Clients weigh managing their paid search, paid social, SEO, and content syndication programs under their own roof. In theory, managing a fully in-house lead/demand gen team makes a ton of sense. Who knows your business, industry, competitors, and trends better than your own team? How much easier is it for Sue to get in the same room as Roger to discuss the next content marketing campaign or plan the next hosted event when you’re in the same location? And these clients are absolutely right – managing lead gen in-house is the right move. The wrong move is cutting ties with an agency.
An in-house only lead gen team increases your risk
An in-house only lead gen team increases your risk. According to the Society for Human Resource Management (SHRM), the tech industry has the lowest average employee tenure of any industry. Employee churn is a major concern, and often success feeds employees leaving. Once an employee is vested, they have significant motivation to jump to the next startup and take a chance on their next lottery ticket. Investing heavily in employees can critically damage your lead gen efforts when those employees leave without agency support. A Jobvite survey found roughly 1/3 of employers expected employees to stay 2 years or less. Is that risk worth taking?
Furthermore, employees need time to keep up with your fast-changing industry. New competitors will surface. Acquisitions will occur. Internal hires, restructures, and initiatives are a part of any employee’s day-to-day. All of the action happening under your roof and within your industry leaves little time for an employee to keep up-to-date with the fast moving marketing technology and ad tech:
- Account-based marketing
- Programmatic
- Predictive
- Attribution
- Mobile
- Native advertising
There is a ton of movement within specific channels alone as Google handing its algorithm over to machines and LinkedIn sunsetting Lead Accelerator. How are employees expected to keep up with their own industry, changing technology, search algorithms, and ad network advances and betas without the backing of other experts?
The answer is simply no individual can stay in front of all the changes. Agencies recognize this. Agencies address this by separating subject matter experts (SMEs) who need complete knowledge of changes in their specific channel (e.g Google algorithm change) and the technology supporting their channel (e.g. Moz Site Explorer) from the account team who is expected to learn the ins and outs of a client’s business.
Agencies Mitigate Risk & Share Expertise
Additionally, agencies can limit SMEs to a single subject (e.g. paid search) and limit the number of clients of each account team member. SMEs can lean on each other for updates in their industry. Agencies don’t need every paid search SME to test SteadyBudget or Google Customer Match. SMEs can report on its efficacy, and the whole team can learn from each other’s successes and failures. Similarly, account team members can learn from each other in how best to target IT decision makers or what offers work best in which stage of the buying cycle.
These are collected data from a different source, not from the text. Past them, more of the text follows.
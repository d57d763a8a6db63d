use core::num::NonZeroU64;

use nonzero_ext::nonzero;
use serde::{Deserialize, Serialize};

use crate::primitives::{Epoch, Slot};

/// Chain parameters that storage needs to map slots to epochs.
#[expect(
    clippy::unsafe_derive_deserialize,
    reason = "A false positive triggered by `nonzero!`. \
              The `unsafe` block in `nonzero!` only operates on the literal passed to it."
)]
#[derive(Clone, PartialEq, Eq, Debug, Deserialize, Serialize)]
#[serde(deny_unknown_fields, rename_all = "SCREAMING_SNAKE_CASE")]
pub struct Config {
    pub slots_per_epoch: NonZeroU64,
}

impl Default for Config {
    fn default() -> Self {
        Self::mainnet()
    }
}

impl Config {
    #[must_use]
    pub const fn mainnet() -> Self {
        Self {
            slots_per_epoch: nonzero!(32_u64),
        }
    }

    #[must_use]
    pub const fn minimal() -> Self {
        Self {
            slots_per_epoch: nonzero!(8_u64),
        }
    }

    #[must_use]
    pub const fn epoch_at_slot(&self, slot: Slot) -> Epoch {
        slot / self.slots_per_epoch.get()
    }

    #[must_use]
    pub const fn start_slot(&self, epoch: Epoch) -> Slot {
        epoch.saturating_mul(self.slots_per_epoch.get())
    }
}

#[cfg(test)]
mod tests {
    use test_case::test_case;

    use super::*;

    #[test_case(Config::mainnet(), 0 => 0)]
    #[test_case(Config::mainnet(), 31 => 0)]
    #[test_case(Config::mainnet(), 32 => 1)]
    #[test_case(Config::minimal(), 17 => 2)]
    fn epoch_at_slot(config: Config, slot: Slot) -> Epoch {
        config.epoch_at_slot(slot)
    }

    #[test]
    fn start_slot_is_first_slot_of_epoch() {
        let config = Config::minimal();

        assert_eq!(config.start_slot(3), 24);
        assert_eq!(config.epoch_at_slot(config.start_slot(3)), 3);
        assert_eq!(config.start_slot(Epoch::MAX), Slot::MAX);
    }
}
use core::fmt::{Display, Formatter, Result as FmtResult};

use anyhow::Result;
use chain_storage::{Checkpoints, Error, Storage, StorageMetadata};
use log::info;
use types::{
    containers::{BlockRecord, DepositRecord, Eth1BlockRef},
    primitives::{DepositIndex, Slot, H256},
};

#[derive(PartialEq, Eq, Debug)]
pub struct StorageInfo {
    pub metadata: StorageMetadata,
    pub checkpoints: Option<Checkpoints>,
    pub head: Option<H256>,
    pub anchor_root: Option<H256>,
    pub prune_cursor: Option<Slot>,
    pub prune_floor: Option<Slot>,
    pub block_count: usize,
    pub canonical_block_count: usize,
    pub state_count: usize,
    pub last_deposit_index: Option<DepositIndex>,
    pub min_genesis_time_block: Option<Eth1BlockRef>,
}

impl StorageInfo {
    pub fn load(storage: &Storage) -> Result<Self> {
        let deposits = storage.deposits();

        Ok(Self {
            metadata: storage.metadata()?.ok_or(Error::MissingMetadata)?,
            checkpoints: storage.checkpoints()?,
            head: storage.head()?,
            anchor_root: storage.anchor_root()?,
            prune_cursor: storage.prune_cursor()?,
            prune_floor: storage.prune_floor()?,
            block_count: storage.block_count()?,
            canonical_block_count: storage.canonical_block_count()?,
            state_count: storage.state_count()?,
            last_deposit_index: deposits.last_index()?,
            min_genesis_time_block: deposits.min_genesis_time_block()?,
        })
    }

    pub fn report(&self) {
        let Self {
            metadata,
            checkpoints,
            head,
            anchor_root,
            prune_cursor,
            prune_floor,
            block_count,
            canonical_block_count,
            state_count,
            last_deposit_index,
            min_genesis_time_block,
        } = self;

        info!(
            "{} schema version {} in {} mode",
            metadata.application, metadata.schema_version, metadata.storage_mode,
        );

        match checkpoints {
            Some(Checkpoints {
                justified,
                finalized,
            }) => {
                info!(
                    "finalized checkpoint: epoch {} ({:?})",
                    finalized.epoch, finalized.root,
                );
                info!(
                    "justified checkpoint: epoch {} ({:?})",
                    justified.epoch, justified.root,
                );
            }
            None => info!("no chain stored"),
        }

        if let Some(head) = head {
            info!("head: {head:?}");
        }

        if let Some(anchor_root) = anchor_root {
            info!("anchor: {anchor_root:?}");
        }

        if let Some(prune_cursor) = prune_cursor {
            info!("next prune cycle scans from slot {prune_cursor}");
        }

        if let Some(prune_floor) = prune_floor {
            info!("prune cycles have run up to slot {prune_floor}");
        }

        info!(
            "blocks: {block_count} ({canonical_block_count} on the finalized chain), \
             states: {state_count}",
        );

        match last_deposit_index {
            Some(index) => info!("deposits: 0..={index}"),
            None => info!("deposits: none"),
        }

        if let Some(block) = min_genesis_time_block {
            info!(
                "min genesis time block: {} ({:?}) at {}",
                block.number, block.hash, block.timestamp,
            );
        }
    }
}

pub struct BlockLine(BlockRecord);

impl Display for BlockLine {
    fn fmt(&self, formatter: &mut Formatter) -> FmtResult {
        let BlockRecord {
            root,
            parent_root,
            slot,
            state_root,
            payload,
            ..
        } = &self.0;

        write!(
            formatter,
            "slot {slot}: {root:?} (parent {parent_root:?}, state {state_root:?}, {} bytes)",
            payload.len(),
        )
    }
}

pub struct DepositLine(DepositRecord);

impl Display for DepositLine {
    fn fmt(&self, formatter: &mut Formatter) -> FmtResult {
        let DepositRecord {
            index,
            eth1_block,
            payload,
        } = &self.0;

        write!(
            formatter,
            "deposit {index}: eth1 block {} ({:?}), {} bytes",
            eth1_block.number,
            eth1_block.hash,
            payload.len(),
        )
    }
}

/// Blocks of the finalized chain with slots from `from` to `to` inclusive.
pub fn canonical_blocks(storage: &Storage, from: Slot, to: Slot) -> Result<Vec<BlockLine>> {
    storage
        .stream_blocks_by_slot_range(from..to.saturating_add(1))
        .map(|result| result.map(BlockLine))
        .collect()
}

pub fn deposits(storage: &Storage, from: DepositIndex) -> Result<Vec<DepositLine>> {
    let deposits = storage.deposits();

    deposits
        .replay_from(from)
        .map(|result| result.map(DepositLine))
        .collect()
}
impl Database {
    pub fn persistent(
        name: &str,
        directory: impl AsRef<Path>,
        max_size: ByteSize,
        mode: DatabaseMode,
    ) -> Result<Self> {
        let directory = directory.as_ref();

        if !mode.is_read_only() {
            fs_err::create_dir_all(directory)?;
        }

        // Take the lock before opening the environment.
        // A second environment for the same files must never exist.
        let lock = DirectoryLock::acquire(directory, mode)?;

        let environment = Environment::builder()
            .set_max_dbs(MAX_NAMED_DATABASES)
            .set_geometry(Geometry {
                size: Some(..usize::try_from(max_size.as_u64())?),
                growth_step: Some(isize::try_from(GROWTH_STEP.as_u64())?),
                shrink_threshold: None,
                page_size: None,
            })
            .open_with_permissions(directory, mode.permissions())
            .context(Error::StorageFault { operation: "open" })?;

        if !mode.is_read_only() {
            let transaction = environment.begin_rw_txn()?;
            transaction.create_db(Some(name), DatabaseFlags::default())?;
            transaction.commit()?;
        }

        info!(
            "opened database {name} in {} ({mode:?})",
            directory.display(),
        );

        Ok(Self(DatabaseKind::Persistent {
            database_name: name.to_owned(),
            environment,
            _lock: lock,
        }))
    }

    /// Opens a fresh in-memory database that nothing else refers to.
    #[must_use]
    pub fn in_memory() -> Self {
        let lease = InMemoryLocation::new()
            .lease()
            .expect("a newly created in-memory location cannot be open yet");

        Self(DatabaseKind::InMemory { lease })
    }

    /// Opens the database stored at `location`.
    ///
    /// Fails with [`Error::LockHeld`] if another handle for `location` is still alive.
    pub fn in_memory_at(location: &InMemoryLocation) -> Result<Self> {
        let lease = location.lease()?;
        Ok(Self(DatabaseKind::InMemory { lease }))
    }

    /// Releases the handle.
    ///
    /// Dropping has the same effect. This exists to make the point of release explicit.
    pub fn close(self) {
        debug!("closing database");
    }

    pub fn delete(&self, key: impl AsRef<[u8]>) -> Result<()> {
        let mut batch = Batch::new();
        batch.delete(key);
        self.commit(&batch)
    }

    /// Atomically deletes all of `keys`. Missing keys are ignored.
    pub fn delete_batch(&self, keys: impl IntoIterator<Item = impl AsRef<[u8]>>) -> Result<()> {
        let mut batch = Batch::new();

        for key in keys {
            batch.delete(key);
        }

        self.commit(&batch)
    }

    pub fn delete_range(&self, range: Range<impl AsRef<[u8]>>) -> Result<()> {
        let start = range.start.as_ref();
        let end = range.end.as_ref();

        with_retries("delete_range", || match self.kind() {
            DatabaseKind::Persistent {
                database_name,
                environment,
                ..
            } => {
                let transaction = environment.begin_rw_txn()?;
                let database = transaction.open_db(Some(database_name))?;

                let mut cursor = transaction.cursor(&database)?;

                let Some((mut key, ())) = cursor.set_range::<Cow<_>, _>(start)? else {
                    return Ok(());
                };

                while *key < *end {
                    cursor.del(WriteFlags::default())?;
                    match cursor.next::<Cow<_>, _>()? {
                        Some((new_key, ())) => key = new_key,
                        None => break,
                    }
                }

                transaction.commit()?;

                Ok(())
            }
            DatabaseKind::InMemory { lease } => {
                // Replace the whole map at once for consistency with `Database::commit`.
                let mut map = lock_map(lease);
                let mut new_map = map.clone();

                let end_pair = map.get_key_value(end);
                let (below, _) = new_map.split(start);
                let (_, above) = new_map.split(end);

                new_map = below.union(above);

                if let Some((key, value)) = end_pair {
                    new_map
                        .insert(Arc::clone(key), Arc::clone(value))
                        .expect_none("end_pair should have been discarded by OrdMap::split");
                }

                *map = new_map;

                Ok(())
            }
        })
    }

    pub fn contains_key(&self, key: impl AsRef<[u8]>) -> Result<bool> {
        let key = key.as_ref();

        with_retries("contains_key", || match self.kind() {
            DatabaseKind::Persistent {
                database_name,
                environment,
                ..
            } => {
                let transaction = environment.begin_ro_txn()?;
                let database = transaction.open_db(Some(database_name))?;

                transaction
                    .get::<()>(database.dbi(), key)?
                    .is_some()
                    .pipe(Ok)
            }
            DatabaseKind::InMemory { lease } => Ok(lock_map(lease).contains_key(key)),
        })
    }

    pub fn get(&self, key: impl AsRef<[u8]>) -> Result<Option<Vec<u8>>> {
        let key = key.as_ref();

        with_retries("get", || {
            match self.kind() {
                DatabaseKind::Persistent {
                    database_name,
                    environment,
                    ..
                } => {
                    let transaction = environment.begin_ro_txn()?;
                    let database = transaction.open_db(Some(database_name))?;

                    transaction
                        .get::<Cow<_>>(database.dbi(), key)?
                        .map(|compressed| decompress(&compressed))
                }
                DatabaseKind::InMemory { lease } => lock_map(lease)
                    .get(key)
                    .map(|compressed| decompress(compressed)),
            }
            .transpose()
        })
    }

    #[expect(clippy::type_complexity)]
    pub fn iterator_ascending(
        &self,
        range: RangeFrom<impl AsRef<[u8]>>,
    ) -> Result<impl Iterator<Item = Result<(Cow<[u8]>, Vec<u8>)>>> {
        let start = range.start.as_ref();

        match self.kind() {
            DatabaseKind::Persistent {
                database_name,
                environment,
                ..
            } => {
                let transaction = environment.begin_ro_txn()?;
                let database = transaction.open_db(Some(database_name))?;

                let mut cursor = transaction.cursor(&database)?;

                cursor
                    .set_range(start)
                    .transpose()
                    .into_iter()
                    .chain(core::iter::from_fn(move || cursor.next().transpose()))
                    .map(|result| decompress_pair(result?))
                    .pipe(Either::Left)
            }
            DatabaseKind::InMemory { lease } => {
                let map = lock_map(lease);
                let start_pair = map.get_key_value(start);
                let (_, mut above) = map.split(start);

                if let Some((key, value)) = start_pair {
                    above
                        .insert(Arc::clone(key), Arc::clone(value))
                        .expect_none("start_pair should have been discarded by OrdMap::split");
                }

                above
                    .into_iter()
                    .map(|(key, value)| Ok((Cow::Owned(key.to_vec()), decompress(value.as_ref())?)))
                    .pipe(Either::Right)
            }
        }
        .pipe(Ok)
    }

    #[expect(clippy::type_complexity)]
    pub fn iterator_descending(
        &self,
        range: RangeToInclusive<impl AsRef<[u8]>>,
    ) -> Result<impl Iterator<Item = Result<(Cow<[u8]>, Vec<u8>)>>> {
        let end = range.end.as_ref();

        match self.kind() {
            DatabaseKind::Persistent {
                database_name,
                environment,
                ..
            } => {
                let transaction = environment.begin_ro_txn()?;
                let database = transaction.open_db(Some(database_name))?;

                let mut cursor = transaction.cursor(&database)?;

                // `set_range` positions the cursor at the first key not less than `end`.
                // Step back once if that key is past `end` or if there is no such key.
                let first = match cursor.set_range::<Cow<_>, Cow<_>>(end)? {
                    Some((key, value)) if *key == *end => Some(Ok((key, value))),
                    Some(_) => cursor.prev().transpose(),
                    None => cursor.last().transpose(),
                };

                first
                    .into_iter()
                    .chain(core::iter::from_fn(move || cursor.prev().transpose()))
                    .map(|result| decompress_pair(result?))
                    .pipe(Either::Left)
            }
            DatabaseKind::InMemory { lease } => {
                let map = lock_map(lease);
                let end_pair = map.get_key_value(end);
                let (mut below, _) = map.split(end);

                if let Some((key, value)) = end_pair {
                    below
                        .insert(Arc::clone(key), Arc::clone(value))
                        .expect_none("end_pair should have been discarded by OrdMap::split");
                }

                below
                    .into_iter()
                    .rev()
                    .map(|(key, value)| Ok((Cow::Owned(key.to_vec()), decompress(value.as_ref())?)))
                    .pipe(Either::Right)
            }
        }
        .pipe(Ok)
    }

    /// Iterates over all pairs whose keys start with `prefix` in ascending key order.
    ///
    /// The iterator reads from the snapshot current at the time of the call.
    /// Calling this again restarts the scan from a new snapshot.
    #[expect(clippy::type_complexity)]
    pub fn iterator_prefix(
        &self,
        prefix: impl AsRef<[u8]>,
    ) -> Result<impl Iterator<Item = Result<(Cow<[u8]>, Vec<u8>)>>> {
        let prefix = prefix.as_ref().to_vec();

        let iterator = self
            .iterator_ascending(prefix.clone()..)
            .context(Error::StorageFault { operation: "scan" })?;

        iterator
            .take_while(move |result| match result {
                Ok((key, _)) => key.starts_with(&prefix),
                Err(_) => true,
            })
            .pipe(Ok)
    }

    pub fn put(&self, key: impl AsRef<[u8]>, value: impl AsRef<[u8]>) -> Result<()> {
        self.put_batch(core::iter::once((key, value)))
    }

    pub fn put_batch(
        &self,
        pairs: impl IntoIterator<Item = (impl AsRef<[u8]>, impl AsRef<[u8]>)>,
    ) -> Result<()> {
        let mut batch = Batch::new();
        batch.extend(pairs);
        self.commit(&batch)
    }

    /// Commits all operations in `batch` atomically.
    ///
    /// The changes are visible to reads started after this returns `Ok`.
    /// If this returns an error, none of the changes are visible.
    pub fn commit(&self, batch: &Batch) -> Result<()> {
        if batch.is_empty() {
            return Ok(());
        }

        with_retries("commit", || match self.kind() {
            DatabaseKind::Persistent {
                database_name,
                environment,
                ..
            } => {
                let transaction = environment.begin_rw_txn()?;
                let database = transaction.open_db(Some(database_name))?;

                for operation in &batch.operations {
                    match operation {
                        Operation::Put(key, value) => {
                            let compressed = compress(value)?;
                            transaction.put(
                                database.dbi(),
                                key,
                                compressed,
                                WriteFlags::default(),
                            )?;
                        }
                        Operation::Delete(key) => {
                            transaction.del(database.dbi(), key, None)?;
                        }
                    }
                }

                transaction.commit()?;

                Ok(())
            }
            DatabaseKind::InMemory { lease } => {
                let mut map = lock_map(lease);
                let mut new_map = map.clone();

                for operation in &batch.operations {
                    match operation {
                        Operation::Put(key, value) => {
                            let key = key.as_slice().into();
                            let compressed = compress(value)?.into();
                            new_map.insert(key, compressed);
                        }
                        Operation::Delete(key) => {
                            new_map.remove(key.as_slice());
                        }
                    }
                }

                *map = new_map;

                Ok(())
            }
        })
    }

    /// Returns the first key-value pair whose key is less than or equal to `key`.
    ///
    /// Behaves like [`im::OrdMap::get_prev`].
    ///
    /// [`im::OrdMap::get_prev`]: https://docs.rs/im/15.1.0/im/ordmap/struct.OrdMap.html#method.get_prev
    pub fn prev(&self, key: impl AsRef<[u8]>) -> Result<Option<(Vec<u8>, Vec<u8>)>> {
        self.iterator_descending(..=key.as_ref())?
            .next()
            .transpose()?
            .map(|(key, value)| (key.into_owned(), value))
            .pipe(Ok)
    }

    /// Returns the first key-value pair whose key is greater than or equal to `key`.
    ///
    /// Behaves like [`im::OrdMap::get_next`].
    ///
    /// [`im::OrdMap::get_next`]: https://docs.rs/im/15.1.0/im/ordmap/struct.OrdMap.html#method.get_next
    pub fn next(&self, key: impl AsRef<[u8]>) -> Result<Option<(Vec<u8>, Vec<u8>)>> {
        self.iterator_ascending(key.as_ref()..)?
            .next()
            .transpose()?
            .map(|(key, value)| (key.into_owned(), value))
            .pipe(Ok)
    }

    const fn kind(&self) -> &DatabaseKind {
        &self.0
    }
}
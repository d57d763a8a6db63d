use strum::Display;
use thiserror::Error;

#[derive(Clone, Copy, PartialEq, Eq, Debug, Display)]
#[strum(serialize_all = "snake_case")]
pub enum RestartStep {
    CloseRecentChainData,
    CloseDatabase,
    OpenDatabase,
    OpenStorage,
    Rehydrate,
    RestoreForkChoice,
    ReplayDeposits,
}

#[derive(Debug, Error)]
pub enum Error {
    #[error("restart failed at step {step}")]
    RestartFailed { step: RestartStep },
    #[error("storage is empty and no anchor state was supplied")]
    MissingAnchor,
}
By providing a team approach, agencies inherently insulate lead generation efforts from employee churn. Because it’s a team approach on multiple levels: client’s account team, SME teams, and the client service team – an employee leaving has minimal impact on the success of the lead gen campaigns.
While working with an agency typically minimizes risk and provides a better chance of maintaining lead gen expertise, the best option for most companies is to structure your marketing team where in-house experts work with an agency or agencies. Many of Obility’s most successful clients have in-house experts who track emerging industry/competitor trends and coordinate with internal marketing efforts while working with a specialty agency. This provides the best of both worlds and provides security against employee volatility.